The onset of Philippine revolution on the last part of 1896 raised concerns among the Spanish authorities of its possible outbreak in the Bicol region. Thus, those who were liberal-minded were bitterly persecuted on grounds of not just holding separatist ideologies but on advocating the overthrowing of Spain's authority in the Philippines. These persecutions involved businessmen and professionals, mostly adherents to Masonry and members of the clergy. Among the arrested was Vicente Lukban, head of Masonic chapter, Triangulo Bikol, belonging to the Masonic lodge, La Luz Oriente, which, upon interrogation, implicated Jacob as one of the active member and supporter of the Katipunan.
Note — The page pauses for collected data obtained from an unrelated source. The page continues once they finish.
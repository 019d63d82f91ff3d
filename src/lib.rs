//! `disorder-rtp-play`: a jitter-buffered network RTP audio player core.
//!
//! Consumes an RTP stream of linear PCM (payload type 10, L16 stereo,
//! 44100 Hz) arriving over unicast, broadcast or multicast UDP and plays it
//! out of a local audio device in real time, tolerating packet loss,
//! reordering, late arrival and clock drift between sender and receiver.
//!
//! See `SPEC_FULL.md` for the full module-by-module design; `DESIGN.md` for
//! where each piece is grounded.

pub mod backend;
pub mod config;
pub mod control;
pub mod debug_ring;
pub mod error;
pub mod intake;
pub mod monitor;
pub mod packet;
pub mod player;
pub mod playout;
pub mod pool;
pub mod queue;
pub mod receiver;
pub mod rtp;
pub mod timestamp;

pub use config::{Cli, Config};
pub use error::{PlayerError, Result};
pub use player::Player;
//! The queue thread (§4.3): drains the intake list into the ordered heap.
//!
//! Deliberately the simplest of the long-lived threads: pop with a timeout
//! (so it notices shutdown promptly), insert, repeat. All the ordering and
//! accounting work lives in [`crate::playout::PlayoutCore::insert`].

use std::sync::atomic::{AtomicBool, Ordering};
use std::sync::Arc;
use std::time::Duration;

use crate::intake::IntakeList;
use crate::playout::PlayoutCore;

const POLL_INTERVAL: Duration = Duration::from_millis(200);

pub struct Queue {
    intake: IntakeList,
    playout: Arc<PlayoutCore>,
    running: Arc<AtomicBool>,
}

impl Queue {
    pub fn new(intake: IntakeList, playout: Arc<PlayoutCore>, running: Arc<AtomicBool>) -> Self {
        Queue {
            intake,
            playout,
            running,
        }
    }

    /// Runs until `running` is cleared.
    pub fn run(self) {
        while self.running.load(Ordering::Relaxed) {
            if let Some(packet) = self.intake.pop_timeout(POLL_INTERVAL) {
                self.playout.insert(packet);
            }
        }
    }
}
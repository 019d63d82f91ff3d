//! Control server (§4.5): a single-exchange line protocol over a local
//! stream socket. No concurrency, no authentication beyond the socket
//! path's own filesystem permissions.
//!
//! `stop` exits the process immediately (§5 "cancellation/shutdown" — no
//! clean drain is attempted, all state here is volatile).

use std::io::{BufRead, BufReader, Write};
use std::path::Path;
use std::sync::Arc;

use parking_lot::Mutex;

use crate::backend::AudioBackend;
use crate::error::{PlayerError, Result};

#[cfg(unix)]
mod listener {
    use std::os::unix::net::{UnixListener, UnixStream};
    use std::path::Path;

    use socket2::{Domain, SockAddr, Socket, Type};

    use crate::error::{PlayerError, Result};

    pub type Listener = UnixListener;
    pub type Stream = UnixStream;

    /// Unlink any stale socket from a prior crashed run, then bind with a
    /// backlog of 128, matching the original.
    pub fn bind(path: &Path) -> Result<Listener> {
        let _ = std::fs::remove_file(path);
        let socket = Socket::new(Domain::UNIX, Type::STREAM, None).map_err(PlayerError::Io)?;
        let addr = SockAddr::unix(path).map_err(PlayerError::Io)?;
        socket.bind(&addr).map_err(PlayerError::Io)?;
        socket.listen(128).map_err(PlayerError::Io)?;
        Ok(socket.into())
    }
}

#[cfg(not(unix))]
mod listener {
    use std::net::{TcpListener, TcpStream};
    use std::path::Path;

    use crate::error::{PlayerError, Result};

    pub type Listener = TcpListener;
    pub type Stream = TcpStream;

    /// Non-unix targets have no local stream socket; a loopback TCP port
    /// stands in so the control protocol still works cross-platform. `path`
    /// is unused here (logged once so it's not silently ignored).
    pub fn bind(path: &Path) -> Result<Listener> {
        log::warn!(
            "control socket path {} ignored on this platform, binding loopback TCP instead",
            path.display()
        );
        TcpListener::bind("127.0.0.1:0").map_err(PlayerError::Io)
    }
}

pub struct ControlServer {
    backend: Arc<Mutex<Box<dyn AudioBackend>>>,
}

impl ControlServer {
    pub fn new(backend: Arc<Mutex<Box<dyn AudioBackend>>>) -> Self {
        ControlServer { backend }
    }

    /// Accept loop. Runs until a fatal I/O error (EINTR retries).
    pub fn run(self, path: &Path) -> Result<()> {
        let bound = listener::bind(path)?;
        loop {
            let stream = match bound.accept() {
                Ok((stream, _peer)) => stream,
                Err(e) if e.kind() == std::io::ErrorKind::Interrupted => continue,
                Err(e) => return Err(PlayerError::Io(e)),
            };
            self.handle(stream);
        }
    }

    fn handle(&self, stream: listener::Stream) {
        let mut reader = BufReader::new(&stream);
        let mut line = String::new();
        if reader.read_line(&mut line).is_err() {
            return;
        }
        let mut writer = &stream;
        let mut parts = line.trim().split_whitespace();

        match parts.next() {
            Some("stop") => {
                log::info!("control: stop requested, exiting");
                std::process::exit(0);
            }
            Some("query") => {
                let _ = writeln!(writer, "running");
            }
            Some("getvol") => {
                let (left, right) = self.backend.lock().get_volume().unwrap_or((0, 0));
                let _ = writeln!(writer, "{left} {right}");
            }
            Some("setvol") => {
                let left = parts.next().and_then(|s| s.parse::<u8>().ok());
                let right = parts.next().and_then(|s| s.parse::<u8>().ok());
                match (left, right) {
                    (Some(l), Some(r)) => match self.backend.lock().set_volume(l, r) {
                        Ok((l, r)) => {
                            let _ = writeln!(writer, "{l} {r}");
                        }
                        Err(e) => log::warn!("control: setvol rejected: {e}"),
                    },
                    _ => log::debug!("control: malformed setvol command"),
                }
            }
            _ => {}
        }
    }
}

#[cfg(test)]
mod tests {
    use super::*;
    use crate::backend::null::NullBackend;
    use std::io::Read;
    use std::thread;
    use std::time::Duration;

    #[cfg(unix)]
    fn socket_path() -> std::path::PathBuf {
        std::env::temp_dir().join(format!(
            "playrtp-control-test-{}-{}.sock",
            std::process::id(),
            std::time::SystemTime::now()
                .duration_since(std::time::UNIX_EPOCH)
                .unwrap()
                .as_nanos()
        ))
    }

    #[cfg(unix)]
    fn roundtrip(path: &std::path::Path, request: &str) -> String {
        use std::os::unix::net::UnixStream;

        let mut stream = UnixStream::connect(path).unwrap();
        stream.write_all(request.as_bytes()).unwrap();
        let mut reply = String::new();
        stream.set_read_timeout(Some(Duration::from_millis(500))).unwrap();
        let _ = stream.read_to_string(&mut reply);
        reply
    }

    #[test]
    #[cfg(unix)]
    fn query_replies_running() {
        // Scenario 5 from spec §8: connect, send `query`, expect `running`.
        let path = socket_path();
        let server = ControlServer::new(Arc::new(Mutex::new(
            Box::new(NullBackend::new()) as Box<dyn AudioBackend>
        )));
        let bound_path = path.clone();
        thread::spawn(move || {
            let _ = server.run(&bound_path);
        });
        thread::sleep(Duration::from_millis(50));

        let reply = roundtrip(&path, "query\n");
        assert!(reply.contains("running"));
        let _ = std::fs::remove_file(&path);
    }

    #[test]
    #[cfg(unix)]
    fn setvol_then_getvol_round_trips() {
        let path = socket_path();
        let server = ControlServer::new(Arc::new(Mutex::new(
            Box::new(NullBackend::new()) as Box<dyn AudioBackend>
        )));
        let bound_path = path.clone();
        thread::spawn(move || {
            let _ = server.run(&bound_path);
        });
        thread::sleep(Duration::from_millis(50));

        let reply = roundtrip(&path, "setvol 150 40\n");
        assert_eq!(reply.trim(), "100 40");

        let reply = roundtrip(&path, "getvol\n");
        assert_eq!(reply.trim(), "100 40");
        let _ = std::fs::remove_file(&path);
    }

    #[test]
    #[cfg(unix)]
    fn unrecognized_command_closes_connection_silently() {
        let path = socket_path();
        let server = ControlServer::new(Arc::new(Mutex::new(
            Box::new(NullBackend::new()) as Box<dyn AudioBackend>
        )));
        let bound_path = path.clone();
        thread::spawn(move || {
            let _ = server.run(&bound_path);
        });
        thread::sleep(Duration::from_millis(50));

        let reply = roundtrip(&path, "frobnicate\n");
        assert!(reply.is_empty());
        let _ = std::fs::remove_file(&path);
    }
}
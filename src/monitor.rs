//! `--monitor` support (§6): once-a-minute log line reporting how far above
//! or below the low water-mark the buffer currently sits.

use std::sync::atomic::{AtomicBool, Ordering};
use std::sync::Arc;
use std::time::Duration;

use crate::playout::PlayoutCore;

const INTERVAL: Duration = Duration::from_secs(60);
const SAMPLE_RATE: f64 = 44100.0;
const CHANNELS: f64 = 2.0;
const BYTES_PER_SAMPLE: usize = 2;

pub struct Monitor {
    playout: Arc<PlayoutCore>,
    running: Arc<AtomicBool>,
}

impl Monitor {
    pub fn new(playout: Arc<PlayoutCore>, running: Arc<AtomicBool>) -> Self {
        Monitor { playout, running }
    }

    /// Runs until `running` is cleared, sleeping in short slices so shutdown
    /// is noticed promptly rather than after a full minute.
    pub fn run(self) {
        let mut elapsed = Duration::ZERO;
        let slice = Duration::from_millis(500);
        while self.running.load(Ordering::Relaxed) {
            std::thread::sleep(slice);
            elapsed += slice;
            if elapsed >= INTERVAL {
                elapsed = Duration::ZERO;
                self.report();
            }
        }
    }

    fn report(&self) {
        let total = self.playout.nsamples_total() as i64;
        let min = self.playout.minbuffer() as i64;
        let delta = total - min;
        // delta is in mono-sample units (2 per stereo frame), so time elapsed
        // divides by rate*channels, not rate alone.
        let seconds = delta as f64 / (SAMPLE_RATE * CHANNELS);
        let bytes = delta * BYTES_PER_SAMPLE as i64;
        log::info!("buffer: {delta} samples ({seconds:.3}s, {bytes} bytes) above minbuffer");
    }
}
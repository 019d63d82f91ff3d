//! Audio backend facade (§4.7, §9 "backend abstraction").
//!
//! The real device driver is out of scope for this crate (ALSA/CoreAudio/OSS
//! internals are explicitly excluded); what's modeled here is the capability
//! set the playout core needs from one: `configure`, `start(callback)`,
//! `activate`, `deactivate`, and optional volume control. Two backends ship:
//! [`null::NullBackend`] (discards audio, used by default and by tests) and
//! [`pipe::PipeBackend`] (writes PCM to a child process's stdin).

pub mod null;
pub mod pipe;

use std::sync::Arc;

use crate::error::Result;

/// The callback signature the backend drives on its own thread, serially.
/// Returns the number of samples actually produced into `buffer`.
pub type AudioCallback = Arc<dyn Fn(&mut [i16]) -> usize + Send + Sync>;

/// Capability set a pluggable audio device exposes to the player (§9).
pub trait AudioBackend: Send {
    /// One-time setup: device name (if any), sample rate, channel count.
    fn configure(&mut self, device: Option<&str>, sample_rate: u32, channels: u16) -> Result<()>;

    /// Install the pull callback and start the backend's own driving thread.
    /// Must be called once, after `configure`.
    fn start(&mut self, callback: AudioCallback) -> Result<()>;

    /// Resume calling the callback (PLAYING state, §4.4).
    fn activate(&mut self) -> Result<()>;

    /// Pause calling the callback (BUFFERING state, §4.4).
    fn deactivate(&mut self) -> Result<()>;

    /// Current left/right volume, 0-100, if the backend supports it.
    fn get_volume(&self) -> Option<(u8, u8)> {
        None
    }

    /// Set left/right volume, clamped to 0-100; returns the post-set
    /// readback. Backends that don't support volume control reject this.
    fn set_volume(&mut self, _left: u8, _right: u8) -> Result<(u8, u8)> {
        Err(crate::error::PlayerError::Backend(
            "backend does not support volume control".to_string(),
        ))
    }
}

/// Select a backend by `--api` name. Unknown names are a `CONFIG_ERROR`.
pub fn by_name(name: &str, command: Option<&str>) -> Result<Box<dyn AudioBackend>> {
    match name {
        "null" => Ok(Box::new(null::NullBackend::new())),
        "pipe" => {
            let command = command.ok_or_else(|| {
                crate::error::PlayerError::Config(
                    "--api pipe requires --command".to_string(),
                )
            })?;
            Ok(Box::new(pipe::PipeBackend::new(command.to_string())))
        }
        other => Err(crate::error::PlayerError::Config(format!(
            "unknown audio backend '{other}'"
        ))),
    }
}

#[cfg(test)]
mod tests {
    use super::*;
    use crate::error::PlayerError;

    #[test]
    fn unknown_backend_name_is_config_error() {
        assert!(matches!(by_name("quux", None), Err(PlayerError::Config(_))));
    }

    #[test]
    fn pipe_backend_requires_command() {
        assert!(matches!(by_name("pipe", None), Err(PlayerError::Config(_))));
        assert!(by_name("pipe", Some("cat")).is_ok());
    }

    #[test]
    fn null_backend_selected_by_default_name() {
        assert!(by_name("null", None).is_ok());
    }
}
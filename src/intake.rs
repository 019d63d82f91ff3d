//! The intake list: a thin hand-off between the receiver thread and the
//! queue thread (§3, §4.3). Deliberately holds the intake lock for as
//! little time as possible on both ends so the receiver never serializes
//! against the audio callback through this path.

use std::collections::VecDeque;
use std::sync::Arc;
use std::time::Duration;

use parking_lot::{Condvar, Mutex};

use crate::packet::Packet;

struct Inner {
    list: VecDeque<Box<Packet>>,
}

/// FIFO intake list, producer (receiver) / consumer (queue thread) pair.
#[derive(Clone)]
pub struct IntakeList {
    inner: Arc<Mutex<Inner>>,
    cond: Arc<Condvar>,
}

impl IntakeList {
    pub fn new() -> Self {
        IntakeList {
            inner: Arc::new(Mutex::new(Inner {
                list: VecDeque::new(),
            })),
            cond: Arc::new(Condvar::new()),
        }
    }

    /// Append a packet and signal the intake condition. Called by the
    /// receiver; holds the lock only for the append itself.
    pub fn push(&self, packet: Box<Packet>) {
        let mut inner = self.inner.lock();
        inner.list.push_back(packet);
        self.cond.notify_one();
    }

    /// Current length. A racy hint when read outside the lock that protects
    /// the list; only used for logging/monitoring here.
    pub fn len_hint(&self) -> usize {
        self.inner.lock().list.len()
    }

    /// Block until the list is non-empty, then splice off the head packet.
    /// Called by the queue thread.
    pub fn pop_blocking(&self) -> Box<Packet> {
        let mut inner = self.inner.lock();
        loop {
            if let Some(p) = inner.list.pop_front() {
                return p;
            }
            self.cond.wait(&mut inner);
        }
    }

    /// Like [`Self::pop_blocking`] but gives up after `timeout`, so the
    /// queue thread can periodically check a shutdown flag.
    pub fn pop_timeout(&self, timeout: Duration) -> Option<Box<Packet>> {
        let mut inner = self.inner.lock();
        if let Some(p) = inner.list.pop_front() {
            return Some(p);
        }
        let result = self.cond.wait_for(&mut inner, timeout);
        if result.timed_out() {
            return None;
        }
        inner.list.pop_front()
    }
}

impl Default for IntakeList {
    fn default() -> Self {
        Self::new()
    }
}
//! Error taxonomy for the player.
//!
//! Every fatal condition the core can hit becomes one variant here; the
//! non-fatal conditions (short packet, bad extension, late packet) are
//! logged in place on the receive path and never constructed as an `Err`.

use thiserror::Error;

#[derive(Debug, Error)]
pub enum PlayerError {
    #[error("I/O error: {0}")]
    Io(#[from] std::io::Error),

    #[error("unsupported RTP payload type {0}")]
    UnsupportedPayload(u8),

    #[error("audio backend error: {0}")]
    Backend(String),

    #[error("configuration error: {0}")]
    Config(String),
}

pub type Result<T> = std::result::Result<T, PlayerError>;
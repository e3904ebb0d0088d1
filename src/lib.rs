//! Deterministic finite automata over small character alphabets, together with the product
//! construction that combines two of them into a single machine.
//!
//! A DFA is anything implementing [`Deterministic`]: it names a finite set of states, an
//! [`Alphabet`](alphabet::CharAlphabet), a designated initial state, a total successor function and
//! a predicate telling which states are accepting. Concrete machines are usually written down as
//! tables through a [`DFABuilder`](builder::DFABuilder), which refuses to produce a DFA whose
//! transition table is not total and deterministic.
//!
//! Two DFAs over the same alphabet can be combined with [`Product::build`](product::Product::build).
//! The states of the product are pairs [`ProductIndex`](product::ProductIndex) of component states,
//! it moves both components in lockstep and its accepting states are determined once, at
//! construction time, by applying a boolean [`Combinator`](product::Combinator) to the acceptance
//! of the two components. As a product is itself [`Deterministic`], products can be nested.
//!
//! Words are fed to an automaton with [`run`](run::run), which returns a [`RunResult`](run::RunResult)
//! holding the reached state and the verdict. Acceptance is derived from the reached state and nothing else.
//!
//! ```
//! use automata_product::prelude::*;
//!
//! let dfa = machines::contains_011_and_even().unwrap();
//! assert!(dfa.accepts("00110".chars()).unwrap());
//! assert!(!dfa.accepts("0111".chars()).unwrap());
//! assert!(!dfa.accepts("".chars()).unwrap());
//! ```
#![deny(missing_docs)]
#![deny(rustdoc::broken_intra_doc_links)]

/// The prelude is supposed to make using this package easier. Including everything, i.e.
/// `use automata_product::prelude::*;` should be enough to use the package.
pub mod prelude {
    pub use super::{
        alphabet::CharAlphabet,
        automaton::{Deterministic, StateIndex},
        builder::DFABuilder,
        error::{AutomatonError, TableDefect},
        machines,
        machines::{Contains011, LastSymbol},
        product::{Combinator, Product, ProductIndex},
        run::{run, trace, RunResult},
        table::TransitionTable,
        Show, DFA,
    };
}

/// Module that contains definitions for dealing with alphabets.
pub mod alphabet;

/// Defines the [`Deterministic`] trait, which is the contract every automaton in this crate fulfils.
pub mod automaton;
pub use automaton::Deterministic;

/// Table-backed DFAs and the builder that validates them.
pub mod builder;
pub use builder::DFA;

/// The errors that construction and simulation may produce.
pub mod error;

/// Concrete machines: the recognizer for words containing `011`, the recognizer for words
/// ending in `0` and their intersection.
pub mod machines;

/// The product construction.
pub mod product;

/// Simulation of words on automata.
pub mod run;

/// Rendering of transition tables.
pub mod table;

/// Random words, mostly useful for testing and benchmarking. Feature gated behind `random`.
#[cfg(feature = "random")]
pub mod random;

use itertools::Itertools;

/// Helper trait which can be used to display states, symbols and words.
pub trait Show {
    /// Returns a human readable representation of `self`, for a state that should be
    /// for example q0, q1, q2, ... and for a product state it should be (q0, p1).
    fn show(&self) -> String;

    /// Show a collection of the thing, for a collection of states this should be {q0, q1, q2, ...}.
    fn show_collection<'a, I>(iter: I) -> String
    where
        Self: 'a,
        I: IntoIterator<Item = &'a Self>,
    {
        format!("{{{}}}", iter.into_iter().map(Show::show).join(", "))
    }
}

impl Show for char {
    fn show(&self) -> String {
        self.to_string()
    }

    fn show_collection<'a, I: IntoIterator<Item = &'a Self>>(iter: I) -> String
    where
        Self: 'a,
    {
        format!("\"{}\"", iter.into_iter().join(""))
    }
}

impl Show for usize {
    fn show(&self) -> String {
        self.to_string()
    }
}

impl Show for bool {
    fn show(&self) -> String {
        match self {
            true => "+",
            false => "-",
        }
        .to_string()
    }
}

impl<S: Show, T: Show> Show for (S, T) {
    fn show(&self) -> String {
        format!("({}, {})", self.0.show(), self.1.show())
    }
}

impl<S: Show> Show for &S {
    fn show(&self) -> String {
        S::show(*self)
    }
}

/// Type alias for sets, we use this to hide which type of `HashSet` we are actually using.
pub type Set<S> = fxhash::FxHashSet<S>;
/// Type alias for maps, we use this to hide which type of `HashMap` we are actually using.
pub type Map<K, V> = fxhash::FxHashMap<K, V>;
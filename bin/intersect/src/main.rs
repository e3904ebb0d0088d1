use std::process::ExitCode;

use automata_product::prelude::*;
use owo_colors::OwoColorize;

use tracing::{debug, error, trace};
use tracing_subscriber::{filter, prelude::*};

use clap::{Arg, ArgAction, ArgMatches, Command};

/// Words that are checked when none are given on the command line.
const BATTERY: [&str; 11] = [
    "", "0", "011", "0110", "10110", "110", "1010110", "010", "00110", "0111", "1011",
];

fn cli() -> clap::Command {
    Command::new("intersect")
    .about("Decides whether binary words contain 011 and end in 0 by simulating the product of two DFAs")
    .arg(
        Arg::new("verbosity")
        .short('v')
        .long("verbosity")
        .num_args(0..=1)
        .require_equals(true)
        .value_parser(["info", "debug", "trace"])
        .default_missing_value("info")
    )
    .arg(
        Arg::new("combine")
        .short('c')
        .long("combine")
        .value_parser(|s: &str| s.parse::<Combinator>())
        .default_value("and")
        .help("how the verdicts of the two components are combined")
    )
    .arg(
        Arg::new("table")
        .short('t')
        .long("table")
        .action(ArgAction::SetTrue)
        .help("print the transition table of the product before checking words")
    )
    .arg(
        Arg::new("words")
        .num_args(0..)
        .help("words to check, a fixed battery is used if none are given")
    )
}

fn level_filter(verbosity: &str) -> filter::LevelFilter {
    match verbosity {
        "trace" => filter::LevelFilter::TRACE,
        "debug" => filter::LevelFilter::DEBUG,
        _ => filter::LevelFilter::INFO,
    }
}

fn setup_logging(matches: &ArgMatches) {
    let Ok(Some(verbosity)) = matches.try_get_one::<String>("verbosity") else {
        return;
    };

    let level = level_filter(verbosity);

    let stderr_log = tracing_subscriber::fmt::layer()
        .pretty()
        .with_writer(std::io::stderr);

    tracing_subscriber::registry()
        .with(stderr_log.with_filter(level))
        .init();

    trace!("setup {level} logging");
}

fn build(combinator: Combinator) -> Result<machines::Contains011AndEven, AutomatonError> {
    Product::build(machines::contains_011()?, machines::ends_in_zero()?, combinator)
}

pub fn main() -> ExitCode {
    let matches = cli().get_matches();

    setup_logging(&matches);

    let combinator = matches
        .get_one::<Combinator>("combine")
        .copied()
        .unwrap_or_default();
    debug!("combining component verdicts with {combinator:?}");

    let dfa = match build(combinator) {
        Ok(dfa) => dfa,
        Err(e) => {
            error!("could not build automaton: {e}");
            return ExitCode::FAILURE;
        }
    };

    if matches.get_flag("table") {
        println!("{}", TransitionTable::new(&dfa).colored(true));
    }

    let words: Vec<String> = match matches.get_many::<String>("words") {
        Some(words) => words.cloned().collect(),
        None => BATTERY.iter().map(|w| w.to_string()).collect(),
    };

    let mut failed = false;
    for word in &words {
        let quoted = format!("{word:?}");
        match dfa.run(word.chars()) {
            Ok(result) => {
                let verdict = match result.accepted() {
                    true => "accepted".green().to_string(),
                    false => "rejected".red().to_string(),
                };
                println!("{quoted:10} -> {verdict} in {}", result.state().show());
            }
            Err(e) => {
                failed = true;
                println!("{quoted:10} -> {}", e.to_string().yellow());
            }
        }
    }

    match failed {
        true => ExitCode::FAILURE,
        false => ExitCode::SUCCESS,
    }
}

#[cfg(test)]
mod tests {
    use super::*;

    #[test]
    fn combinator_is_parsed_by_clap() {
        let matches = cli()
            .try_get_matches_from(["intersect", "--combine", "xor", "0110"])
            .unwrap();
        assert_eq!(matches.get_one::<Combinator>("combine"), Some(&Combinator::Xor));

        let matches = cli().try_get_matches_from(["intersect"]).unwrap();
        assert_eq!(matches.get_one::<Combinator>("combine"), Some(&Combinator::And));
    }

    #[test]
    fn unknown_combinator_is_an_error() {
        let err = cli()
            .try_get_matches_from(["intersect", "--combine", "nand"])
            .unwrap_err();
        assert_eq!(err.kind(), clap::error::ErrorKind::ValueValidation);
    }

    #[test]
    fn verbosity_levels() {
        assert_eq!(level_filter("trace"), filter::LevelFilter::TRACE);
        assert_eq!(level_filter("debug"), filter::LevelFilter::DEBUG);
        assert_eq!(level_filter("info"), filter::LevelFilter::INFO);
        assert_eq!(level_filter("loud"), filter::LevelFilter::INFO);

        let matches = cli().try_get_matches_from(["intersect", "-v"]).unwrap();
        assert_eq!(
            matches.get_one::<String>("verbosity").map(String::as_str),
            Some("info")
        );
    }
}
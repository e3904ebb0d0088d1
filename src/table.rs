use owo_colors::OwoColorize;
use tabled::{builder::Builder, settings::Style};

use crate::prelude::*;

/// Tabular rendering of the transition function of a [`Deterministic`] automaton. There is one
/// row per state and one column per alphabet symbol. The initial state is marked with `→`, the
/// accepting states with `*`.
///
/// # Example
/// ```
/// use automata_product::prelude::*;
///
/// let dfa = machines::ends_in_zero().unwrap();
/// let rendered = TransitionTable::new(&dfa).to_string();
/// assert!(rendered.contains("→ pInit"));
/// assert!(rendered.contains("* p0"));
/// ```
#[derive(Clone, Debug)]
pub struct TransitionTable {
    header: Vec<String>,
    rows: Vec<(bool, Vec<String>)>,
    colored: bool,
}

impl TransitionTable {
    /// Collects the transitions of `automaton`.
    pub fn new<D: Deterministic>(automaton: &D) -> Self {
        let header = std::iter::once("state".to_string())
            .chain(automaton.alphabet().universe().map(|sym| sym.show()))
            .collect();

        let rows = automaton
            .state_indices()
            .map(|q| {
                let accepting = automaton.is_accepting(q);
                let marker = match (q == automaton.initial(), accepting) {
                    (true, true) => "→*",
                    (true, false) => "→ ",
                    (false, true) => "* ",
                    (false, false) => "  ",
                };
                let cells = std::iter::once(format!("{marker}{}", q.show()))
                    .chain(automaton.alphabet().universe().map(|sym| {
                        automaton
                            .successor(q, sym)
                            .map(|p| p.show())
                            .unwrap_or_else(|| "-".to_string())
                    }))
                    .collect();
                (accepting, cells)
            })
            .collect();

        Self {
            header,
            rows,
            colored: false,
        }
    }

    /// Highlights the rows of accepting states with ANSI colors when rendered.
    pub fn colored(mut self, colored: bool) -> Self {
        self.colored = colored;
        self
    }

    /// Returns the number of rendered states.
    pub fn len(&self) -> usize {
        self.rows.len()
    }

    /// Returns true if there are no states.
    pub fn is_empty(&self) -> bool {
        self.rows.is_empty()
    }
}

impl std::fmt::Display for TransitionTable {
    fn fmt(&self, f: &mut std::fmt::Formatter<'_>) -> std::fmt::Result {
        let mut builder = Builder::default();
        builder.push_record(self.header.clone());
        for (accepting, cells) in &self.rows {
            if self.colored && *accepting {
                builder.push_record(cells.iter().map(|cell| cell.green().to_string()));
            } else {
                builder.push_record(cells.clone());
            }
        }
        let mut table = builder.build();
        table.with(Style::rounded());
        write!(f, "{table}")
    }
}

#[cfg(test)]
mod tests {
    use crate::prelude::*;

    #[test]
    fn product_table() {
        let dfa = machines::contains_011_and_even().unwrap();
        let table = TransitionTable::new(&dfa);
        assert_eq!(table.len(), 12);

        let rendered = table.to_string();
        assert!(rendered.contains("→ (q0, pInit)"));
        assert!(rendered.contains("* (q3, p0)"));
        // header, one line per state and three borders
        assert_eq!(rendered.lines().count(), 12 + 4);
    }

    #[test]
    fn colors_only_when_asked() {
        let dfa = machines::contains_011().unwrap();
        assert!(!TransitionTable::new(&dfa).to_string().contains('\u{1b}'));
        assert!(TransitionTable::new(&dfa)
            .colored(true)
            .to_string()
            .contains('\u{1b}'));
    }
}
==Arrest, trials and execution==
On September 19, 1896, he, along with many others accused with rebellion and sedition, he was arrested. Upon arrest, each of them were hung by their thumbs of fingers and beaten up, starved and insulted. Then they were sent and brought to Manila, for trial by the Provincial Junta of Camarines Sur headed by then Governor Julian Ocampo, on board steamer Isarog and imprisoned in Bilibid only to be tortured again. Even so, they were tortured and all, Jacob remained an exemplary as "the prisoner who suffered the most torture with great fortitude". After they were sentenced on accusations against them, on January 4, 1897, 5 days after Jose Rizal's execution, Jacob, along with 10 others were marched to the site and was executed with firing squad, as their families stood watch amongst the crowd. Then the Spanish authorities immediately ordered the families to bury them on that day to prevent outpouring sympathizers.

==Commemoration==

On March 7, 2017, the National Historical Commission of the Philippines (NHCP) unveiled the Camilo Jacob Historical marker in Polangui, Albay and turned it over to the local government of Polangui.